[Collected data entries]
....................

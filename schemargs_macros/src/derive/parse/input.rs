//! Input parsing for the derive macros.
//!
//! Each derive gathers the type identifier, its members and all attribute
//! metadata in one pass so expansion can fail fast with useful errors.

use syn::{Data, DeriveInput, Fields, Generics, Ident, Type};

use super::{FieldAttrs, TypeAttrs, doc_text, parse_field_attrs, parse_type_attrs};

/// A struct deriving `Record`.
pub(crate) struct RecordInput {
    pub ident: Ident,
    pub generics: Generics,
    pub attrs: TypeAttrs,
    pub doc: Option<String>,
    pub fields: Vec<FieldInput>,
}

/// One named field of a record.
pub(crate) struct FieldInput {
    pub ident: Ident,
    pub ty: Type,
    pub attrs: FieldAttrs,
    pub doc: Option<String>,
}

/// An enum deriving `ArgEnum`.
pub(crate) struct ArgEnumInput {
    pub ident: Ident,
    pub attrs: TypeAttrs,
    pub variants: Vec<Ident>,
}

/// Gathers information from a struct with named fields.
pub(crate) fn parse_record(input: &DeriveInput) -> syn::Result<RecordInput> {
    let Data::Struct(data) = &input.data else {
        return Err(syn::Error::new_spanned(
            &input.ident,
            "Record can only be derived for structs",
        ));
    };
    let Fields::Named(named) = &data.fields else {
        return Err(syn::Error::new_spanned(
            data.struct_token,
            "Record requires named fields",
        ));
    };
    let fields = named
        .named
        .iter()
        .map(|field| {
            let ident = field
                .ident
                .clone()
                .ok_or_else(|| syn::Error::new_spanned(field, "Record requires named fields"))?;
            Ok(FieldInput {
                ident,
                ty: field.ty.clone(),
                attrs: parse_field_attrs(&field.attrs)?,
                doc: doc_text(&field.attrs),
            })
        })
        .collect::<syn::Result<Vec<_>>>()?;
    Ok(RecordInput {
        ident: input.ident.clone(),
        generics: input.generics.clone(),
        attrs: parse_type_attrs(&input.attrs)?,
        doc: doc_text(&input.attrs),
        fields,
    })
}

/// Gathers the unit variants of an enum.
pub(crate) fn parse_enum(input: &DeriveInput) -> syn::Result<ArgEnumInput> {
    let Data::Enum(data) = &input.data else {
        return Err(syn::Error::new_spanned(
            &input.ident,
            "ArgEnum can only be derived for enums",
        ));
    };
    if !input.generics.params.is_empty() {
        return Err(syn::Error::new_spanned(
            &input.generics,
            "ArgEnum does not support generic enums",
        ));
    }
    if data.variants.is_empty() {
        return Err(syn::Error::new_spanned(
            &input.ident,
            "ArgEnum requires at least one variant",
        ));
    }
    let variants = data
        .variants
        .iter()
        .map(|variant| match variant.fields {
            Fields::Unit => Ok(variant.ident.clone()),
            _ => Err(syn::Error::new_spanned(
                variant,
                "ArgEnum variants cannot carry data",
            )),
        })
        .collect::<syn::Result<Vec<_>>>()?;
    Ok(ArgEnumInput {
        ident: input.ident.clone(),
        attrs: parse_type_attrs(&input.attrs)?,
        variants,
    })
}
//! Procedural macros for `schemargs`.
//!
//! `#[derive(Record)]` describes a struct with named fields as a
//! `schemargs::RecordSchema` and implements `schemargs::ArgType` so parsed
//! values can be turned back into the struct. `#[derive(ArgEnum)]` does the
//! same for enums whose variants carry no data; members are addressed by
//! variant name on the command line.

use proc_macro::TokenStream;
use syn::{DeriveInput, parse_macro_input};

mod derive;

/// Derive macro for `schemargs::Record`.
///
/// Field attributes, all under `#[schemargs(...)]`:
///
/// - `default = expr` or bare `default` (uses `Default::default()`);
/// - `default_factory = path` to a function called on every parse;
/// - `skip` to keep the field off the command line;
/// - `literal(a, b, ...)` to restrict the field to a closed set of values;
/// - `label = "..."` to annotate the type without changing how it parses.
///
/// The struct attribute `crate = "path"` renames the runtime crate.
#[proc_macro_derive(Record, attributes(schemargs))]
pub fn derive_record(input: TokenStream) -> TokenStream {
    let input = parse_macro_input!(input as DeriveInput);
    derive::derive_record(&input)
        .unwrap_or_else(syn::Error::into_compile_error)
        .into()
}

/// Derive macro for enums used as `schemargs` choice sets.
#[proc_macro_derive(ArgEnum, attributes(schemargs))]
pub fn derive_arg_enum(input: TokenStream) -> TokenStream {
    let input = parse_macro_input!(input as DeriveInput);
    derive::derive_arg_enum(&input)
        .unwrap_or_else(syn::Error::into_compile_error)
        .into()
}
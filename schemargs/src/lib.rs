//! Derive a typed command-line interface from a record type.
//!
//! A record is a struct deriving [`Record`]. Each of its fields becomes a
//! `--flag` whose arity, choices and default follow from the field's type;
//! nested records contribute dotted flags such as `--optimizer.lr`. Parsing
//! rebuilds a fully typed instance of the record.
//!
//! ```rust,no_run
//! use schemargs::{ArgEnum, Record};
//!
//! #[derive(ArgEnum, Debug, Clone, Copy, PartialEq, Eq)]
//! enum Mode {
//!     Fast,
//!     Careful,
//! }
//!
//! /// Train a model.
//! #[derive(Record, Debug)]
//! struct Train {
//!     /// Dataset location.
//!     data: std::path::PathBuf,
//!     #[schemargs(default = Mode::Fast)]
//!     mode: Mode,
//!     #[schemargs(default = false)]
//!     verbose: bool,
//! }
//!
//! let train: Train = schemargs::parse();
//! ```
//!
//! The actual derive implementations live in the companion
//! `schemargs_macros` crate.

extern crate self as schemargs;

use std::ffi::OsString;
use std::path::Path;

pub use schemargs_macros::{ArgEnum, Record};

pub mod definition;
pub mod engine;
mod error;
pub mod resolve;
pub mod schema;
mod types;
mod value;
#[cfg(feature = "yaml")]
mod yaml;

pub use definition::{Action, ArgumentDefinition, DefaultKind, DefinitionSet, DestinationKey};
pub use engine::Engine;
pub use error::{ArgsError, ArgsResult, is_display_request};
pub use resolve::{Arity, InstantiateError, Instantiator, Metadata};
pub use schema::{
    ContainerKind, DefaultSource, FieldDescriptor, PrimitiveKind, RecordRef, RecordSchema,
    TypeShape, WrapperKind,
};
pub use types::{ArgType, Final, Record};
pub use value::{ArgValue, RecordFields, ValueError};
#[cfg(feature = "yaml")]
pub use yaml::{YamlError, from_yaml, to_yaml};

/// Builds the argument definitions for `T` without parsing anything.
///
/// # Errors
///
/// Returns a schema error when `T` cannot be expressed as a command line.
pub fn build_definitions<T: Record>() -> ArgsResult<DefinitionSet> {
    DefinitionSet::build(RecordRef::of::<T>())
}

/// Parses `tokens` into a `T`.
///
/// `tokens` exclude the binary name. `description` overrides the record's
/// doc comment in the help output.
///
/// # Errors
///
/// Returns a schema error when `T` cannot be expressed as a command line and
/// a parse-time error when `tokens` do not describe a `T`. `--help` surfaces
/// as [`ArgsError::Usage`]; check it with [`is_display_request`].
pub fn try_parse_from<T, I, S>(tokens: I, description: Option<&str>) -> ArgsResult<T>
where
    T: Record,
    I: IntoIterator<Item = S>,
    S: Into<OsString> + Clone,
{
    let definitions = build_definitions::<T>()?;
    let name = definitions
        .arena()
        .schema(definitions.arena().root())
        .map_or("", |schema| schema.name)
        .to_owned();
    run(definitions, &name, tokens, description)
}

fn run<T, I, S>(
    definitions: DefinitionSet,
    name: &str,
    tokens: I,
    description: Option<&str>,
) -> ArgsResult<T>
where
    T: Record,
    I: IntoIterator<Item = S>,
    S: Into<OsString> + Clone,
{
    let mut engine = Engine::new(definitions, name, description);
    let value = engine.parse(tokens)?;
    Ok(T::from_arg_value(value)?)
}

/// Parses `tokens` into a `T`, exiting the process on failure.
///
/// Usage errors are printed by clap and exit with status 2; `--help` prints
/// to stdout and exits with status 0.
///
/// # Panics
///
/// Panics when `T` cannot be expressed as a command line.
pub fn parse_from<T, I, S>(tokens: I, description: Option<&str>) -> T
where
    T: Record,
    I: IntoIterator<Item = S>,
    S: Into<OsString> + Clone,
{
    try_parse_from(tokens, description).unwrap_or_else(|err| err.exit())
}

/// Parses the process arguments into a `T`, exiting the process on failure.
///
/// # Panics
///
/// Panics when `T` cannot be expressed as a command line.
#[must_use]
pub fn parse<T: Record>() -> T {
    let mut args = std::env::args_os();
    let name = args
        .next()
        .as_deref()
        .map(Path::new)
        .and_then(Path::file_stem)
        .map(|stem| stem.to_string_lossy().into_owned())
        .unwrap_or_default();
    build_definitions::<T>()
        .and_then(|definitions| run(definitions, &name, args, None))
        .unwrap_or_else(|err| err.exit())
}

....................

Problem to solve. Lines holding the string "variants" must be copied out of the entries above.

Answer for this exercise.
    pub variants: Vec<Ident>,
/// Gathers the unit variants of an enum.
    if data.variants.is_empty() {
    let variants = data
        .variants
                "ArgEnum variants cannot carry data",
        variants,
//! same for enums whose variants carry no data; members are addressed by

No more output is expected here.